For Sylvia the idea of Miss Lee’s departure and marriage was desolating; it was an abrupt rending of half the ties that bound her to Hornton House. Phyllis, Miss Ashley, and the twins were all that really remained, and Phyllis was always threatening to persuade her people to take her away when the weather was tolerably warm, so deeply did she resent the loss of hunting. It was curious how much more Phyllis meant to her than Philip, so much, indeed, that she had never confided in her that she was going to marry Philip. How absurd that two names so nearly alike could be in the one case so beautiful, in the other so ugly. Yet she was still very fond of Philip and she still enjoyed going out with him on Sundays, even though it meant being deprived of pleasant times with Phyllis. She had warned Philip that she might get too fond of school, and he had smiled in that superior way of his. Ought she to marry him at all? He had been so kind to her that if she refused to marry him she would have to run away, for she could not continue under an obligation. Why did people want to marry? Why must she marry? Worst of all, why must Miss Lee marry? But these were questions that not even Miss Hossack would be able to answer. Ah, if it had only been Miss Hossack who had been going to marry. Sylvia began to make up a rhyme about Miss Hossack marrying a Cossack and going for her honeymoon to the Trossachs, where Helen Macdonald lived.

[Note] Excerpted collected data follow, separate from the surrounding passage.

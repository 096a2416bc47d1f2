// src/models/rbac.rs

use serde::{Deserialize, Serialize};
use utoipa::ToSchema;

/// Cargo de um usuário do back office.
///
/// Os valores serializados (SCREAMING_SNAKE_CASE) são exatamente as strings
/// que viajam na claim `role` do JWT. Um token com um cargo fora desse
/// conjunto falha na desserialização e é tratado como token inválido.
#[derive(Debug, Clone, Copy, PartialEq, Eq, Hash, Serialize, Deserialize, ToSchema)]
#[serde(rename_all = "SCREAMING_SNAKE_CASE")]
pub enum Role {
    ManagingDirector,
    Admin,
    InventoryManager,
    Cashier,
    ReportViewer,
}

impl Role {
    pub fn as_str(&self) -> &'static str {
        match self {
            Role::ManagingDirector => "MANAGING_DIRECTOR",
            Role::Admin => "ADMIN",
            Role::InventoryManager => "INVENTORY_MANAGER",
            Role::Cashier => "CASHIER",
            Role::ReportViewer => "REPORT_VIEWER",
        }
    }

    /// Converte a string persistida no banco (ou vinda da claim) no enum.
    /// Retorna `None` para valores desconhecidos: quem chama decide o que
    /// fazer, mas o acesso sempre falha fechado.
    pub fn from_str(s: &str) -> Option<Self> {
        match s {
            "MANAGING_DIRECTOR" => Some(Role::ManagingDirector),
            "ADMIN" => Some(Role::Admin),
            "INVENTORY_MANAGER" => Some(Role::InventoryManager),
            "CASHIER" => Some(Role::Cashier),
            "REPORT_VIEWER" => Some(Role::ReportViewer),
            _ => None,
        }
    }
}

/// Capacidade nomeada, verificada de forma independente do cargo.
#[derive(Debug, Clone, Copy, PartialEq, Eq, Hash, Serialize, Deserialize, ToSchema)]
#[serde(rename_all = "SCREAMING_SNAKE_CASE")]
pub enum Permission {
    ManageProducts,
    ManageContent,
    ManageStaff,
    ManageUsers,
    RecordSales,
    ViewReports,
    ManageQuotes,
}

impl Permission {
    pub fn as_str(&self) -> &'static str {
        match self {
            Permission::ManageProducts => "MANAGE_PRODUCTS",
            Permission::ManageContent => "MANAGE_CONTENT",
            Permission::ManageStaff => "MANAGE_STAFF",
            Permission::ManageUsers => "MANAGE_USERS",
            Permission::RecordSales => "RECORD_SALES",
            Permission::ViewReports => "VIEW_REPORTS",
            Permission::ManageQuotes => "MANAGE_QUOTES",
        }
    }
}

// Resposta de /api/admin/permissions: o frontend monta a tela de usuários
// com isso, sem duplicar a tabela de acesso no cliente.
#[derive(Debug, Serialize, ToSchema)]
#[serde(rename_all = "camelCase")]
pub struct PermissionGrant {
    pub permission: Permission,
    pub roles: Vec<Role>,
}
//src/main.rs

use axum::{
    Router,
    middleware as axum_middleware,
    routing::{get, post, put},
};
use tokio::net::TcpListener;
use utoipa::OpenApi;
use utoipa_swagger_ui::SwaggerUi;

mod common;
mod config;
mod db;
mod docs;
mod forms;
mod handlers;
mod middleware;
mod models;
mod services;

use crate::config::AppState;
use crate::middleware::auth::auth_guard;
use crate::services::catalog_events::spawn_log_subscriber;

#[tokio::main]
async fn main() {
    tracing_subscriber::fmt().with_target(false).compact().init();

    // .expect() é bom aqui: se a configuração falhar, a aplicação não deve iniciar.
    let app_state = AppState::new()
        .await
        .expect("Falha ao inicializar o estado da aplicação.");

    sqlx::migrate!()
        .run(&app_state.db_pool)
        .await
        .expect("Falha ao rodar as migrações do banco de dados.");

    tracing::info!("✅ Migrações do banco de dados executadas com sucesso!");

    // Espelha as mudanças de catálogo no log do servidor
    spawn_log_subscriber(&app_state.catalog_events);

    // Rotas públicas (vitrine e formulário de orçamento)
    let public_routes = Router::new()
        .route("/api/health", get(|| async { "OK" }))
        .route("/api/auth/login", post(handlers::auth::login))
        .route("/api/products", get(handlers::catalog::list_products))
        .route("/api/products/{slug}", get(handlers::catalog::get_product_by_slug))
        .route("/api/carousel", get(handlers::cms::list_carousel))
        .route("/api/pages/{slug}", get(handlers::cms::get_page))
        .route("/api/blog", get(handlers::cms::list_posts))
        .route("/api/blog/{slug}", get(handlers::cms::get_post_by_slug))
        .route("/api/staff", get(handlers::staff::list_staff))
        .route("/api/quotes", post(handlers::quotes::create_quote));

    // Rotas do painel, todas atrás do auth_guard; a checagem de permissão
    // fica nos extractors de cada handler
    let admin_routes = Router::new()
        .route("/me", get(handlers::auth::get_me))
        .route(
            "/users",
            get(handlers::users::list_users).post(handlers::users::create_user),
        )
        .route("/users/{id}", put(handlers::users::update_user))
        .route("/permissions", get(handlers::users::list_permissions))
        .route(
            "/products",
            get(handlers::catalog::list_all_products).post(handlers::catalog::create_product),
        )
        .route(
            "/products/{id}",
            put(handlers::catalog::update_product).delete(handlers::catalog::delete_product),
        )
        .route("/products/{id}/stock", post(handlers::catalog::adjust_stock))
        .route(
            "/carousel",
            get(handlers::cms::list_all_carousel).post(handlers::cms::create_carousel_item),
        )
        .route(
            "/carousel/{id}",
            put(handlers::cms::update_carousel_item).delete(handlers::cms::delete_carousel_item),
        )
        .route(
            "/sections",
            get(handlers::cms::list_all_sections).put(handlers::cms::upsert_section),
        )
        .route("/sections/{id}", axum::routing::delete(handlers::cms::delete_section))
        .route(
            "/blog",
            get(handlers::cms::list_all_posts).post(handlers::cms::create_post),
        )
        .route(
            "/blog/{id}",
            put(handlers::cms::update_post).delete(handlers::cms::delete_post),
        )
        .route(
            "/staff",
            get(handlers::staff::list_all_staff).post(handlers::staff::create_staff),
        )
        .route(
            "/staff/{id}",
            put(handlers::staff::update_staff).delete(handlers::staff::delete_staff),
        )
        .route(
            "/sales",
            get(handlers::sales::list_sales).post(handlers::sales::record_sale),
        )
        .route("/reports/summary", get(handlers::reports::get_summary))
        .route("/reports/sales-chart", get(handlers::reports::get_sales_chart))
        .route("/reports/top-products", get(handlers::reports::get_top_products))
        .route("/quotes", get(handlers::quotes::list_quotes))
        .route("/quotes/{id}/status", put(handlers::quotes::update_quote_status))
        .route("/quotes/{id}/pdf", get(handlers::quotes::download_quote_pdf))
        .layer(axum_middleware::from_fn_with_state(
            app_state.clone(),
            auth_guard,
        ));

    let app = Router::new()
        .merge(SwaggerUi::new("/docs").url("/api-docs/openapi.json", docs::ApiDoc::openapi()))
        .merge(public_routes)
        .nest("/api/admin", admin_routes)
        .with_state(app_state);

    let addr = std::env::var("BIND_ADDR").unwrap_or_else(|_| "0.0.0.0:3000".to_string());
    let listener = TcpListener::bind(&addr)
        .await
        .expect("Falha ao iniciar o listener TCP");
    tracing::info!("🚀 Servidor escutando em {}", listener.local_addr().unwrap());
    axum::serve(listener, app)
        .await
        .expect("Erro no servidor Axum");
}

All the girls had subscribed to buy Miss Lee a dressing-case, which they presented to her one evening after tea with a kind of dismal beneficence, as if they were laying a wreath upon her tomb. Next morning she went away by an early train to the north of England, and after lunch every girl retired with the secret sorrow that now had more than fashion to commend it. Sylvia’s sorrow was an aching regret that she had not told Miss Lee more about herself and her life and Philip; now it was too late. She met the twins wandering disconsolately enlaced along the corridor outside her room.
“Oh, Sylvia, dearest Sylvia!” they moaned. “We’ve lost our duet with Miss Lee’s fingering.”
“I’ll help you to look for it.”
“Oh, but we lost it on purpose, because we didn’t like it, and the next day Miss Lee said she was going to be married.”
Sylvia asked where they lost it.
“Oh, we put it in an envelope and posted it to the Bishop of London.”
Sylvia suggested they should write to the Bishop and explain the circumstances in which the duet was sent to him; he would no doubt return it.
“Oh no,” said the twins, mournfully. “We never put a stamp on and we wrote inside, ‘A token of esteem and regard from two sinners who you confirmed.’ How can we ask for it back?”
Sylvia embraced the twins, and the three of them wandered in the sad and wintry garden until it was time for afternoon school.